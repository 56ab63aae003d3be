//! Partition discovery
//!
//! Maps a device identifier such as `/dev/hdb3` to a BIOS drive and a
//! partition number, then walks the MS-DOS partition table to locate that
//! partition. Partitions are numbered in the order the scan meets them,
//! starting at 1: every non-empty primary entry in table order whatever
//! its type byte. An extended container is numbered like any other entry
//! and the logical partitions of its EBR chain come right after it.

use super::{BiosDrive, DiskServices, DriveGeometry, FIRST_HARD_DRIVE};
use crate::error::{Error, Result};
use crate::types::SECTOR_SIZE;
use alloc::string::String;
use gpt_disk_io::BlockIo;
use gpt_disk_types::Lba;
use log::{error, info, warn};

/// Offset of the partition table inside an MBR or EBR
pub const PARTITION_TABLE_OFFSET: usize = 446;

/// Size of one partition table entry
pub const PARTITION_ENTRY_SIZE: usize = 16;

/// Boot signature at the end of an MBR or EBR
pub const BOOT_SIGNATURE: [u8; 2] = [0x55, 0xAA];

/// Upper bound on the EBR chain length
pub const MAX_EBR_CHAIN: u32 = 128;

/// Partition this channel was opened against
#[derive(Debug, Clone, PartialEq, Eq)]
pub struct PartitionDescriptor {
    /// Device identifier the partition was resolved from
    pub device: String,
    /// BIOS drive number
    pub drive: u8,
    /// Partition number (1 based, scan order)
    pub index: u32,
    /// Absolute LBA of the partition's first sector
    pub start_lba: u64,
    /// Length in sectors
    pub length: u64,
    /// Cylinder count of the drive
    pub cylinders: u32,
    /// Head count of the drive
    pub heads: u32,
    /// Sectors per track of the drive
    pub sectors: u32,
}

/// Partition entry met during a table scan
#[derive(Debug, Clone, Copy, PartialEq, Eq)]
pub struct PartitionSlot {
    /// Scan-order number, starting at 1
    pub ordinal: u32,
    /// Absolute LBA of the first sector
    pub start_lba: u64,
    /// Length in sectors
    pub length: u64,
    /// Partition type byte
    pub os_type: u8,
    /// Active flag set
    pub bootable: bool,
}

#[derive(Debug, Clone, Copy)]
struct RawEntry {
    active: u8,
    os_type: u8,
    start: u32,
    length: u32,
}

impl RawEntry {
    fn parse(sector: &[u8], index: usize) -> Self {
        let off = PARTITION_TABLE_OFFSET + index * PARTITION_ENTRY_SIZE;
        let e = &sector[off..off + PARTITION_ENTRY_SIZE];
        Self {
            active: e[0],
            os_type: e[4],
            start: u32::from_le_bytes([e[8], e[9], e[10], e[11]]),
            length: u32::from_le_bytes([e[12], e[13], e[14], e[15]]),
        }
    }

    fn is_extended(&self) -> bool {
        matches!(self.os_type, 0x05 | 0x0F | 0x85)
    }
}

fn has_signature(sector: &[u8]) -> bool {
    sector[SECTOR_SIZE - 2..SECTOR_SIZE] == BOOT_SIGNATURE
}

struct EbrChain {
    base: u64,
    next: Option<u64>,
    hops: u32,
}

/// Iterator over the partitions of an MS-DOS partition table, in scan order
pub struct PartitionScanner<'a, B: BlockIo> {
    block_io: &'a mut B,
    mbr: [u8; SECTOR_SIZE],
    slot: usize,
    chain: Option<EbrChain>,
    seen: u32,
    done: bool,
}

impl<'a, B: BlockIo> PartitionScanner<'a, B> {
    /// Read the MBR and start a scan
    pub fn new(block_io: &'a mut B) -> Result<Self> {
        let mut mbr = [0u8; SECTOR_SIZE];
        block_io.read_blocks(Lba(0), &mut mbr).map_err(|_| Error::Io)?;

        if !has_signature(&mbr) {
            warn!("Unrecognized partition layout");
            return Err(Error::PartitionNotFound);
        }

        Ok(Self {
            block_io,
            mbr,
            slot: 0,
            chain: None,
            seen: 0,
            done: false,
        })
    }

    fn next_logical(&mut self) -> Option<Result<PartitionSlot>> {
        loop {
            let chain = self.chain.as_mut()?;
            let ebr_lba = match chain.next.take() {
                Some(lba) if chain.hops < MAX_EBR_CHAIN => lba,
                _ => {
                    self.chain = None;
                    return None;
                }
            };
            chain.hops += 1;

            let mut ebr = [0u8; SECTOR_SIZE];
            if self.block_io.read_blocks(Lba(ebr_lba), &mut ebr).is_err() {
                self.done = true;
                return Some(Err(Error::Io));
            }
            if !has_signature(&ebr) {
                self.chain = None;
                return None;
            }

            let logical = RawEntry::parse(&ebr, 0);
            let link = RawEntry::parse(&ebr, 1);
            if link.is_extended() && link.start != 0 {
                chain.next = Some(chain.base + link.start as u64);
            }

            if logical.os_type != 0 {
                self.seen += 1;
                return Some(Ok(PartitionSlot {
                    ordinal: self.seen,
                    start_lba: ebr_lba + logical.start as u64,
                    length: logical.length as u64,
                    os_type: logical.os_type,
                    bootable: logical.active == 0x80,
                }));
            }
        }
    }
}

impl<'a, B: BlockIo> Iterator for PartitionScanner<'a, B> {
    type Item = Result<PartitionSlot>;

    fn next(&mut self) -> Option<Self::Item> {
        if self.done {
            return None;
        }

        loop {
            if self.chain.is_some() {
                if let Some(item) = self.next_logical() {
                    return Some(item);
                }
                if self.done {
                    return None;
                }
            }

            if self.slot >= 4 {
                self.done = true;
                return None;
            }

            let entry = RawEntry::parse(&self.mbr, self.slot);
            self.slot += 1;

            if entry.os_type == 0 {
                continue;
            }

            // The container takes its own number; its logical partitions follow it
            if entry.is_extended() {
                self.chain = Some(EbrChain {
                    base: entry.start as u64,
                    next: Some(entry.start as u64),
                    hops: 0,
                });
            }

            self.seen += 1;
            return Some(Ok(PartitionSlot {
                ordinal: self.seen,
                start_lba: entry.start as u64,
                length: entry.length as u64,
                os_type: entry.os_type,
                bootable: entry.active == 0x80,
            }));
        }
    }
}

/// Split a device identifier into BIOS drive number and partition number
///
/// `/dev/hda1` maps to drive 0x80, partition 1.
pub fn parse_device(device: &str) -> Result<(u8, u32)> {
    let pos = device.find("hd").ok_or(Error::InvalidDevice)?;
    let rest = &device[pos + 2..];

    let letter = match rest.as_bytes().first() {
        Some(&c) if c.is_ascii_lowercase() => c,
        _ => return Err(Error::InvalidDevice),
    };

    let digits = &rest[1..];
    if digits.is_empty() || !digits.bytes().all(|c| c.is_ascii_digit()) {
        return Err(Error::InvalidDevice);
    }

    let index: u32 = digits.parse().map_err(|_| Error::InvalidDevice)?;
    if index == 0 {
        return Err(Error::InvalidDevice);
    }

    Ok((FIRST_HARD_DRIVE + (letter - b'a'), index))
}

/// Find the partition with the given scan-order number
pub fn find_partition<B: BlockIo>(block_io: &mut B, index: u32) -> Result<PartitionSlot> {
    for slot in PartitionScanner::new(block_io)? {
        let slot = slot?;
        if slot.ordinal == index {
            return Ok(slot);
        }
    }
    Err(Error::PartitionNotFound)
}

/// Resolve a device identifier to a bound drive and its partition
pub fn resolve_partition<D: DiskServices>(
    services: D,
    device: &str,
) -> Result<(BiosDrive<D>, PartitionDescriptor)> {
    let (number, index) = parse_device(device).map_err(|e| {
        error!("Open must be of the form \"/dev/hda1\" (got \"{}\")", device);
        e
    })?;

    let mut drive = BiosDrive::new(services, number);
    let params = drive.query_parameters().map_err(|status| {
        error!("Error 0x{:X}h while reading disk 0x{:X}", status, number);
        Error::Geometry(status)
    })?;
    let (cylinders, heads, sectors) = DriveGeometry::new(number, params).chs();

    let slot = find_partition(&mut drive, index).map_err(|e| {
        error!("Can't process disk \"{}\": {}", device, e);
        e
    })?;

    let descriptor = PartitionDescriptor {
        device: String::from(device),
        drive: number,
        index,
        start_lba: slot.start_lba,
        length: slot.length,
        cylinders,
        heads,
        sectors,
    };

    info!(
        "Device \"{}\" (drive=0x{:x} pno={}) found, C/H/S = {}/{}/{} start={} len={}",
        device, number, index, cylinders, heads, sectors, descriptor.start_lba, descriptor.length
    );

    Ok((drive, descriptor))
}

• • • •

What you give back should be exactly the lines of the data above from the line with "Head count of the drive" through the line with "pub struct PartitionSlot", both of those included, and nothing more.

    /// Head count of the drive
    pub heads: u32,
    /// Sectors per track of the drive
    pub sectors: u32,
}

/// Partition entry met during a table scan
#[derive(Debug, Clone, Copy, PartialEq, Eq)]
pub struct PartitionSlot {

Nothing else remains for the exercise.